◆ Work to complete ◆
Tally the lines of the records below that include the word "bind", and write down only that tally.

◆ Task material ◆
■ ■ ■

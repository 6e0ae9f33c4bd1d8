use std::{fmt, str::FromStr};

use chrono::{DateTime, Utc};
use serde::{Deserialize, Serialize};
use serde_json::Value;
use uuid::Uuid;

use crate::errors::{PlanError, PlanResult};

#[derive(Debug, Clone, Copy, PartialEq, Eq, Hash, Serialize, Deserialize)]
#[serde(rename_all = "snake_case")]
pub enum TaskKind {
    RehearsalPoll,
    Availability,
    Acknowledgement,
}

impl TaskKind {
    pub fn as_str(self) -> &'static str {
        match self {
            TaskKind::RehearsalPoll => "rehearsal_poll",
            TaskKind::Availability => "availability",
            TaskKind::Acknowledgement => "acknowledgement",
        }
    }
}

impl FromStr for TaskKind {
    type Err = PlanError;

    fn from_str(s: &str) -> Result<Self, Self::Err> {
        match s {
            "rehearsal_poll" => Ok(TaskKind::RehearsalPoll),
            "availability" => Ok(TaskKind::Availability),
            "acknowledgement" => Ok(TaskKind::Acknowledgement),
            other => Err(PlanError::Validation(format!("Unknown task kind: {other}"))),
        }
    }
}

impl fmt::Display for TaskKind {
    fn fmt(&self, f: &mut fmt::Formatter<'_>) -> fmt::Result {
        f.write_str(self.as_str())
    }
}

#[derive(Debug, Clone, Serialize, Deserialize)]
pub struct Task {
    pub id: Uuid,
    pub organization_id: Uuid,
    pub plan_id: Option<Uuid>,
    pub title: String,
    pub kind: TaskKind,
    pub config: Value,
    pub created_at: DateTime<Utc>,
}

impl Task {
    /// Interprets the stored configuration according to the task kind.
    pub fn parsed_config(&self) -> PlanResult<TaskConfig> {
        let config = match self.kind {
            TaskKind::RehearsalPoll => TaskConfig::RehearsalPoll(parse_config(&self.config)?),
            TaskKind::Availability => TaskConfig::Availability(parse_config(&self.config)?),
            TaskKind::Acknowledgement => TaskConfig::Acknowledgement(parse_config(&self.config)?),
        };
        Ok(config)
    }
}

fn parse_config<T: for<'de> Deserialize<'de>>(config: &Value) -> PlanResult<T> {
    T::deserialize(config).map_err(|e| PlanError::InvalidConfig(e.to_string()))
}

#[derive(Debug, Clone, PartialEq)]
pub enum TaskConfig {
    RehearsalPoll(RehearsalPollConfig),
    Availability(AvailabilityConfig),
    Acknowledgement(AcknowledgementConfig),
}

/// Stored shape of a rehearsal poll configuration.
#[derive(Debug, Clone, PartialEq, Serialize, Deserialize)]
pub struct RehearsalPollConfig {
    pub days: Vec<String>,
    pub time_start: String,
    pub time_end: String,
    pub interval_minutes: i64,
}

#[derive(Debug, Clone, PartialEq, Serialize, Deserialize)]
pub struct AvailabilityConfig {
    pub event_ids: Vec<String>,
    #[serde(default)]
    pub prompt: String,
}

#[derive(Debug, Clone, PartialEq, Serialize, Deserialize)]
pub struct AcknowledgementConfig {
    #[serde(default)]
    pub message: String,
}

/// Details of an event referenced by an availability task.
#[derive(Debug, Clone, PartialEq, Serialize, Deserialize)]
pub struct EventDetails {
    pub id: String,
    pub title: String,
    pub starts_at: Option<DateTime<Utc>>,
}
pub mod actor;
pub mod assignment;
pub mod plan;
pub mod slot;
pub mod task;
use chrono::{DateTime, Utc};
use eyre::{Report, WrapErr, eyre};
use serde::{Deserialize, Serialize};
use serde_json::Value;
use serviceplan_core::models::{
    assignment::{Assignment, AssignmentStatus, Participant},
    plan::{OrderedItem, Plan, ServiceItem, ServiceItemEntry, ServiceItemKind},
    task::{EventDetails, Task, TaskKind},
};
use sqlx::FromRow;
use uuid::Uuid;

#[derive(Debug, Clone, Serialize, Deserialize, FromRow)]
pub struct DbPlan {
    pub id: Uuid,
    pub organization_id: Uuid,
    pub title: String,
    pub service_date: DateTime<Utc>,
    pub created_at: DateTime<Utc>,
}

#[derive(Debug, Clone, Serialize, Deserialize, FromRow)]
pub struct DbServiceItem {
    pub id: Uuid,
    pub plan_id: Uuid,
    pub sequence_number: i32,
    pub title: String,
    pub kind: String,
    pub duration_minutes: Option<i32>,
    pub notes: Option<String>,
    pub created_at: DateTime<Utc>,
}

#[derive(Debug, Clone, Serialize, Deserialize, FromRow)]
pub struct DbTask {
    pub id: Uuid,
    pub organization_id: Uuid,
    pub plan_id: Option<Uuid>,
    pub title: String,
    pub kind: String,
    pub config: Value,
    pub created_at: DateTime<Utc>,
}

/// Assignment row joined with the participant's profile.
#[derive(Debug, Clone, Serialize, Deserialize, FromRow)]
pub struct DbAssignment {
    pub id: Uuid,
    pub task_id: Uuid,
    pub participant_id: Uuid,
    pub display_name: String,
    pub status: String,
    pub response_data: Option<Value>,
    pub updated_at: DateTime<Utc>,
}

impl From<DbPlan> for Plan {
    fn from(row: DbPlan) -> Self {
        Self {
            id: row.id,
            organization_id: row.organization_id,
            title: row.title,
            service_date: row.service_date,
        }
    }
}

impl From<DbPlan> for EventDetails {
    fn from(row: DbPlan) -> Self {
        Self {
            id: row.id.to_string(),
            title: row.title,
            starts_at: Some(row.service_date),
        }
    }
}

impl TryFrom<DbServiceItem> for ServiceItemEntry {
    type Error = Report;

    fn try_from(row: DbServiceItem) -> Result<Self, Self::Error> {
        let sequence_position = usize::try_from(row.sequence_number)
            .wrap_err_with(|| format!("Negative sequence number on service item {}", row.id))?;
        let kind = row
            .kind
            .parse::<ServiceItemKind>()
            .unwrap_or(ServiceItemKind::Other);

        Ok(OrderedItem::new(
            row.id,
            sequence_position,
            ServiceItem {
                title: row.title,
                kind,
                duration_minutes: row.duration_minutes.and_then(|m| u32::try_from(m).ok()),
                notes: row.notes,
            },
        ))
    }
}

impl TryFrom<DbTask> for Task {
    type Error = Report;

    fn try_from(row: DbTask) -> Result<Self, Self::Error> {
        let kind = row
            .kind
            .parse::<TaskKind>()
            .map_err(|e| eyre!("Task {} has an unreadable kind: {}", row.id, e))?;

        Ok(Self {
            id: row.id,
            organization_id: row.organization_id,
            plan_id: row.plan_id,
            title: row.title,
            kind,
            config: row.config,
            created_at: row.created_at,
        })
    }
}

/// Unknown statuses are treated as pending so they never contribute to a
/// report. A JSONB `null` payload becomes `None`.
impl From<DbAssignment> for Assignment {
    fn from(row: DbAssignment) -> Self {
        let status = row.status.parse::<AssignmentStatus>().unwrap_or_else(|e| {
            tracing::warn!("Assignment {}: {}, treating as pending", row.id, e);
            AssignmentStatus::Pending
        });

        Self {
            id: row.id,
            task_id: row.task_id,
            participant: Participant {
                id: row.participant_id,
                display_name: row.display_name,
            },
            status,
            response_data: row.response_data.filter(|raw| !raw.is_null()),
        }
    }
}
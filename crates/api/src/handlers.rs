pub mod plans;
pub mod tasks;
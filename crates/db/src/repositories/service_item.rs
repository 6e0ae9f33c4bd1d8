use std::collections::HashMap;

use crate::models::DbServiceItem;
use eyre::{Report, Result, WrapErr};
use serviceplan_core::{
    errors::{PlanError, PlanResult},
    models::plan::PositionChange,
};
use sqlx::{Pool, Postgres, Transaction};
use uuid::Uuid;

pub async fn list_service_items(pool: &Pool<Postgres>, plan_id: Uuid) -> Result<Vec<DbServiceItem>> {
    tracing::debug!("Listing service items for plan {}", plan_id);

    let items = sqlx::query_as::<_, DbServiceItem>(
        r#"
        SELECT id, plan_id, sequence_number, title, kind, duration_minutes, notes, created_at
        FROM service_items
        WHERE plan_id = $1
        ORDER BY sequence_number, created_at
        "#,
    )
    .bind(plan_id)
    .fetch_all(pool)
    .await?;

    tracing::debug!("Found {} service items for plan {}", items.len(), plan_id);
    Ok(items)
}

/// Writes every position change inside one transaction. The plan's rows are
/// locked first and each change must start from the position currently
/// stored, otherwise the plan was edited concurrently and nothing is
/// written. The unique `(plan_id, sequence_number)` constraint is deferred,
/// so intermediate duplicates are allowed until commit.
pub async fn update_positions(
    pool: &Pool<Postgres>,
    plan_id: Uuid,
    changes: &[PositionChange],
) -> Result<()> {
    if changes.is_empty() {
        return Ok(());
    }

    tracing::debug!("Updating {} positions in plan {}", changes.len(), plan_id);

    let mut tx = pool.begin().await?;
    let current = lock_positions(&mut tx, plan_id).await?;
    verify_changes(&current, changes).map_err(Report::new)?;

    apply_positions(&mut tx, plan_id, changes).await?;
    tx.commit()
        .await
        .map_err(|e| commit_error(e, "Failed to commit position updates"))?;

    Ok(())
}

/// Deletes an item and compacts the remaining positions atomically.
pub async fn delete_service_item(
    pool: &Pool<Postgres>,
    plan_id: Uuid,
    item_id: Uuid,
    compaction: &[PositionChange],
) -> Result<()> {
    tracing::debug!("Deleting service item {} from plan {}", item_id, plan_id);

    let mut tx = pool.begin().await?;
    let current = lock_positions(&mut tx, plan_id).await?;
    if !current.contains_key(&item_id) {
        return Err(Report::new(PlanError::NotFound(format!(
            "Service item {} not found in plan {}",
            item_id, plan_id
        ))));
    }
    verify_changes(&current, compaction).map_err(Report::new)?;

    sqlx::query(
        r#"
        DELETE FROM service_items
        WHERE id = $1 AND plan_id = $2
        "#,
    )
    .bind(item_id)
    .bind(plan_id)
    .execute(&mut *tx)
    .await?;

    apply_positions(&mut tx, plan_id, compaction).await?;
    tx.commit()
        .await
        .map_err(|e| commit_error(e, "Failed to commit service item removal"))?;

    Ok(())
}

/// Checks that every change starts from the stored position of its item.
/// `current` maps item ids to their stored sequence numbers.
pub fn verify_changes(current: &HashMap<Uuid, i32>, changes: &[PositionChange]) -> PlanResult<()> {
    for change in changes {
        let stored = current.get(&change.id).copied();
        if stored.and_then(|position| usize::try_from(position).ok()) != Some(change.from) {
            return Err(PlanError::Conflict(format!(
                "Service item {} is no longer at position {}; reload the plan and try again",
                change.id, change.from
            )));
        }
    }

    Ok(())
}

async fn lock_positions(
    tx: &mut Transaction<'_, Postgres>,
    plan_id: Uuid,
) -> Result<HashMap<Uuid, i32>> {
    let rows = sqlx::query_as::<_, (Uuid, i32)>(
        r#"
        SELECT id, sequence_number
        FROM service_items
        WHERE plan_id = $1
        FOR UPDATE
        "#,
    )
    .bind(plan_id)
    .fetch_all(&mut **tx)
    .await?;

    Ok(rows.into_iter().collect())
}

async fn apply_positions(
    tx: &mut Transaction<'_, Postgres>,
    plan_id: Uuid,
    changes: &[PositionChange],
) -> Result<()> {
    for change in changes {
        let position = i32::try_from(change.to)
            .wrap_err_with(|| format!("Position {} is out of range", change.to))?;

        sqlx::query(
            r#"
            UPDATE service_items
            SET sequence_number = $1
            WHERE id = $2 AND plan_id = $3
            "#,
        )
        .bind(position)
        .bind(change.id)
        .bind(plan_id)
        .execute(&mut **tx)
        .await?;
    }

    Ok(())
}

/// A unique violation at commit means another edit claimed the same
/// position in the meantime.
fn commit_error(err: sqlx::Error, context: &'static str) -> Report {
    if let sqlx::Error::Database(db_error) = &err {
        if db_error.is_unique_violation() {
            return Report::new(PlanError::Conflict(
                "Service plan was changed concurrently; reload the plan and try again".to_string(),
            ));
        }
    }
    Report::new(err).wrap_err(context)
}
use axum::{
    Router,
    routing::{delete, get, post},
};
use std::sync::Arc;

use crate::{ApiState, handlers};

pub fn routes() -> Router<Arc<ApiState>> {
    Router::new()
        .route("/api/plans/:id/items", get(handlers::plans::list_items))
        .route("/api/plans/:id/items/move", post(handlers::plans::move_item))
        .route(
            "/api/plans/:id/items/:item_id",
            delete(handlers::plans::remove_item),
        )
}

■ ■ ■

◆ Output of the exercise ◆
7